Saturation of Sorrow

The Saturation of Sorrow: An Apprenticeship in Self-Reclamation

Sometimes I wonder if I am the person I was meant to be, or if the life I’ve lived is a distorted half-life, shaped by loss and abandonment, a journey in and out of numbness. My existence feels like a mosaic of survival strategies—cobbled together to withstand the saturation of sorrow that has defined my path for decades.

The day my father died, the child I was disappeared. In her place, a hardened version of me emerged—a version built to protect against the looming weight of sorrow, a shadow that would follow me up until I turned fifty. I crafted a persona: the nicest person on the planet, a conscious or unconscious strategy to keep rejection and abandonment at bay. Polished and poised, I exuded calmness, but beneath that facade, I simmered with unspoken rage and contempt, resentful of the perfect, accommodating shell I had become. This guise cost me dearly; it cut me off from genuine human connection and kept me in relationships where I was always “fixing,” always helping—unable to be vulnerable, always armoring up.

My most authentic self—the little girl and young adolescent within—remained unseen and unwitnessed. She carried me through, holding the weight of years, her essence suspended in a state of untouched sorrow, leaving me numb and alone. I see now that the only way out of this half-life is through grief, yet I have hesitated, fearing the risk of showing my raw self to those who cannot hold it. I have hidden my inner world, realizing now that those around me are only ancillary characters; the actual journey is my own.

This path toward healing has shown me that I must separate the childhood version of myself from the adult I am becoming. I am learning that it’s better to be an imperfect adult than to rely on the perfect, competent child I once was, who survived by interpreting everything as a threat to her fragile safety. Her tactics were fierce, always viewing the present through the lens of childhood trauma—abandonment, neglect, and loss. It has taken years to understand that those coping strategies, once essential, no longer serve me. I am slowly unlearning the mistrust she knew so well, learning to see situations as they are rather than as triggers echoing my past.

For so long, I guarded my interior world. It was tender, vulnerable, and deeply hidden, yet I have come to understand that this is the space I must now open. This threshold in time, this painful yet liberating season, has given me the chance to become my own caregiver to mother the child within. I am learning to hold her, to witness her, and tell her, I see you. I see all that you have carried. I understand now that these words, these affirmations, were the ones I craved from my father, my mother, and even my husband. But the truth is, I am the only one who can give them to myself. That is the healing; that is what matters.

Now, my tears feel holy. I am apprenticed to my sorrow, no longer fighting it but allowing it to be part of me. The way forward, I see, is to remain present, to let this sorrow breathe and move within me. This is the only way I can truly stay alive, embracing the discomfort of grief, loss, and abandonment without running from it or distracting myself. Only by embracing my hurt can I transcend it, rise above it, and create space for genuine healing.

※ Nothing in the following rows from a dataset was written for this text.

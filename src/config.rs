//! TOML configuration.
//!
//! A config file describes the listen address, engine options, the frame
//! codec and the log level. Every section and field is optional.
//!
//! ```toml
//! [server]
//! listen = "tcp://0.0.0.0:9000"
//! multicore = true
//! load_balancing = "least_connections"
//!
//! [codec]
//! kind = "length_field"
//! width = 4
//!
//! [logging]
//! level = "debug"
//! ```

use crate::codec::{
    ByteOrder, Codec, DecoderConfig, DelimiterCodec, EncoderConfig, FixedLengthCodec,
    LengthFieldCodec, LineCodec, RawCodec,
};
use crate::error::CodecError;
use crate::options::{LoadBalancing, Options};
use serde::Deserialize;
use std::path::{Path, PathBuf};
use std::sync::Arc;
use std::time::Duration;
use thiserror::Error;

/// TOML configuration file structure
#[derive(Debug, Deserialize, Default)]
pub struct TomlConfig {
    #[serde(default)]
    pub server: ServerConfig,
    #[serde(default)]
    pub codec: CodecConfig,
    #[serde(default)]
    pub logging: LoggingConfig,
}

/// Server-related configuration
#[derive(Debug, Deserialize)]
pub struct ServerConfig {
    /// Address with scheme, e.g. `tcp://127.0.0.1:9000`
    #[serde(default = "default_listen")]
    pub listen: String,
    #[serde(default)]
    pub multicore: bool,
    /// Number of event loops
    pub loops: Option<usize>,
    #[serde(default)]
    pub reuse_port: bool,
    #[serde(default)]
    pub load_balancing: LoadBalancing,
    #[serde(default)]
    pub ticker: bool,
    pub tcp_keep_alive_secs: Option<u64>,
    pub read_buffer_cap: Option<usize>,
    pub max_outbound_buffer: Option<usize>,
    pub max_connections: Option<usize>,
}

impl Default for ServerConfig {
    fn default() -> Self {
        Self {
            listen: default_listen(),
            multicore: false,
            loops: None,
            reuse_port: false,
            load_balancing: LoadBalancing::default(),
            ticker: false,
            tcp_keep_alive_secs: None,
            read_buffer_cap: None,
            max_outbound_buffer: None,
            max_connections: None,
        }
    }
}

/// Frame codec selection
#[derive(Debug, Clone, Deserialize, Default, PartialEq)]
#[serde(tag = "kind", rename_all = "snake_case")]
pub enum CodecConfig {
    #[default]
    Raw,
    Line,
    Delimiter {
        delimiter: char,
    },
    FixedLength {
        frame_len: usize,
    },
    LengthField {
        #[serde(default)]
        byte_order: ByteOrder,
        width: usize,
        #[serde(default)]
        length_field_offset: usize,
        /// Added to the payload length when encoding and subtracted again
        /// when decoding.
        #[serde(default)]
        length_adjustment: i64,
        #[serde(default)]
        length_includes_length_field: bool,
        /// Defaults to stripping the whole header.
        initial_bytes_to_strip: Option<usize>,
    },
}

impl CodecConfig {
    pub fn build(&self) -> Result<Arc<dyn Codec>, ConfigError> {
        Ok(match *self {
            CodecConfig::Raw => Arc::new(RawCodec),
            CodecConfig::Line => Arc::new(LineCodec::default()),
            CodecConfig::Delimiter { delimiter } => {
                if !delimiter.is_ascii() {
                    return Err(ConfigError::InvalidDelimiter(delimiter));
                }
                Arc::new(DelimiterCodec::new(delimiter as u8))
            }
            CodecConfig::FixedLength { frame_len } => Arc::new(FixedLengthCodec::new(frame_len)?),
            CodecConfig::LengthField {
                byte_order,
                width,
                length_field_offset,
                length_adjustment,
                length_includes_length_field,
                initial_bytes_to_strip,
            } => {
                let encoder = EncoderConfig {
                    byte_order,
                    length_field_length: width,
                    length_adjustment,
                    length_includes_length_field,
                };
                let decoder = DecoderConfig {
                    byte_order,
                    length_field_offset,
                    length_field_length: width,
                    length_adjustment: -length_adjustment,
                    length_includes_length_field,
                    initial_bytes_to_strip: initial_bytes_to_strip
                        .unwrap_or(length_field_offset + width),
                };
                Arc::new(LengthFieldCodec::new(encoder, decoder)?)
            }
        })
    }
}

/// Logging configuration
#[derive(Debug, Deserialize)]
pub struct LoggingConfig {
    /// Log level
    #[serde(default = "default_log_level")]
    pub level: String,
}

impl Default for LoggingConfig {
    fn default() -> Self {
        Self {
            level: default_log_level(),
        }
    }
}

fn default_listen() -> String {
    "tcp://127.0.0.1:9000".to_string()
}

fn default_log_level() -> String {
    "info".to_string()
}

impl TomlConfig {
    pub fn from_file(path: &Path) -> Result<Self, ConfigError> {
        let contents = std::fs::read_to_string(path).map_err(|source| ConfigError::FileRead {
            path: path.to_path_buf(),
            source,
        })?;
        toml::from_str(&contents).map_err(|source| ConfigError::TomlParse {
            path: path.to_path_buf(),
            source,
        })
    }

    /// Engine options described by this file.
    pub fn options(&self) -> Result<Options, ConfigError> {
        let server = &self.server;
        let mut options = Options {
            multicore: server.multicore,
            num_event_loop: server.loops.unwrap_or(0),
            reuse_port: server.reuse_port,
            load_balancing: server.load_balancing,
            codec: self.codec.build()?,
            ticker: server.ticker,
            tcp_keep_alive: server.tcp_keep_alive_secs.map(Duration::from_secs),
            ..Options::default()
        };
        if let Some(cap) = server.read_buffer_cap {
            options.read_buffer_cap = cap;
        }
        if let Some(max) = server.max_outbound_buffer {
            options.max_outbound_buffer = max;
        }
        if let Some(max) = server.max_connections {
            options.max_connections = max;
        }
        Ok(options)
    }
}

/// Configuration loading errors
#[derive(Debug, Error)]
pub enum ConfigError {
    #[error("failed to read config file '{}': {source}", .path.display())]
    FileRead {
        path: PathBuf,
        source: std::io::Error,
    },

    #[error("failed to parse config file '{}': {source}", .path.display())]
    TomlParse {
        path: PathBuf,
        source: toml::de::Error,
    },

    #[error("delimiter {0:?} is not an ASCII character")]
    InvalidDelimiter(char),

    #[error("invalid codec: {0}")]
    Codec(#[from] CodecError),
}

#[cfg(test)]
mod tests {
    use super::*;
    use crate::codec::Decoded;

    #[test]
    fn test_default_config() {
        let config = TomlConfig::default();
        assert_eq!(config.server.listen, "tcp://127.0.0.1:9000");
        assert_eq!(config.codec, CodecConfig::Raw);
        assert_eq!(config.logging.level, "info");

        let options = config.options().unwrap();
        assert_eq!(options.event_loop_count(), 1);
        assert_eq!(options.max_outbound_buffer, 64 * 1024 * 1024);
    }

    #[test]
    fn test_toml_parsing() {
        let toml_str = r#"
            [server]
            listen = "udp://0.0.0.0:5353"
            loops = 4
            reuse_port = true
            load_balancing = "source_addr_hash"
            tcp_keep_alive_secs = 30
            max_connections = 128

            [codec]
            kind = "fixed_length"
            frame_len = 16

            [logging]
            level = "debug"
        "#;

        let config: TomlConfig = toml::from_str(toml_str).unwrap();
        assert_eq!(config.server.listen, "udp://0.0.0.0:5353");
        assert_eq!(config.codec, CodecConfig::FixedLength { frame_len: 16 });
        assert_eq!(config.logging.level, "debug");

        let options = config.options().unwrap();
        assert_eq!(options.num_event_loop, 4);
        assert!(options.reuse_port);
        assert_eq!(options.load_balancing, LoadBalancing::SourceAddrHash);
        assert_eq!(options.tcp_keep_alive, Some(Duration::from_secs(30)));
        assert_eq!(options.max_connections, 128);
        assert_eq!(options.read_buffer_cap, 64 * 1024);
    }

    #[test]
    fn test_length_field_codec_from_toml() {
        let config: TomlConfig = toml::from_str(
            r#"
            [codec]
            kind = "length_field"
            byte_order = "little"
            width = 2
            "#,
        )
        .unwrap();
        let codec = config.codec.build().unwrap();

        let encoded = codec.encode(b"abc").unwrap();
        assert_eq!(&encoded[..], b"\x03\x00abc");
        assert_eq!(
            codec.decode(&encoded).unwrap(),
            Decoded::Frame {
                frame: bytes::Bytes::from_static(b"abc"),
                consumed: 5
            }
        );
    }

    #[test]
    fn test_invalid_codecs_rejected() {
        let delimiter = CodecConfig::Delimiter { delimiter: 'é' };
        assert!(matches!(
            delimiter.build(),
            Err(ConfigError::InvalidDelimiter('é'))
        ));

        let width = CodecConfig::LengthField {
            byte_order: ByteOrder::Big,
            width: 5,
            length_field_offset: 0,
            length_adjustment: 0,
            length_includes_length_field: false,
            initial_bytes_to_strip: None,
        };
        assert!(matches!(
            width.build(),
            Err(ConfigError::Codec(CodecError::UnsupportedWidth(5)))
        ));

        assert!(matches!(
            CodecConfig::FixedLength { frame_len: 0 }.build(),
            Err(ConfigError::Codec(CodecError::ZeroFixedLength))
        ));
    }

    #[test]
    fn test_missing_file() {
        let err = TomlConfig::from_file(Path::new("/nonexistent/loopnet.toml")).unwrap_err();
        assert!(matches!(err, ConfigError::FileRead { .. }));
        assert!(err.to_string().contains("/nonexistent/loopnet.toml"));
    }

    #[test]
    fn test_unknown_codec_kind_fails_to_parse() {
        let result: Result<TomlConfig, _> = toml::from_str(
            r#"
            [codec]
            kind = "protobuf"
            "#,
        );
        assert!(result.is_err());
    }
}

This saturation of sorrow has become my salve, my means to finally connect the dots between my past and present. After years of resentment, I am letting the buried child within me rise, no longer compelled to flee, to hide, or to shield my heart. Writing my memoir, capturing my survival, and reconciling with myself—not for others—feels essential now. The endless cycles of family drama, both mine and my husband’s, no longer hold me captive. I am blowing my cover, inviting my sons to witness my healing journey. I want them to understand that true freedom comes from radical self-love, from nurturing a fierce love affair with oneself.

The most significant harm I could do to them or myself, would be to remain needy, clinging, a victim waiting for others to meet my needs. I am here to create a safe space for them, a refuge they can trust, untainted by my unresolved pain. I want them to grow, free from the burden of my unhealed wounds, unshackled from any duty to fill my voids.

This journey of self-reclamation is my own—a labor of rediscovering love, unlearning numbness, and embracing my authentic self. I now realize that the life I choose to build from here is no longer a survival strategy but an intentional act of love. I am moving forward with a heart that knows both the depths of sorrow and the heights of resilience, trusting that I am equipped to hold myself in both.

No longer will I settle for a half-life shaped by old wounds or fears of abandonment. Instead, I am stepping fully into who I am meant to be—whole, alive, and fiercely present. I am here to offer myself the love and acceptance I once sought from others, finding freedom in the knowledge that I am enough, that I am complete.

This is my legacy to my sons and to myself: the courage to live, unapologetically and with open-hearted resolve, a life that is entirely, unmistakably, my own.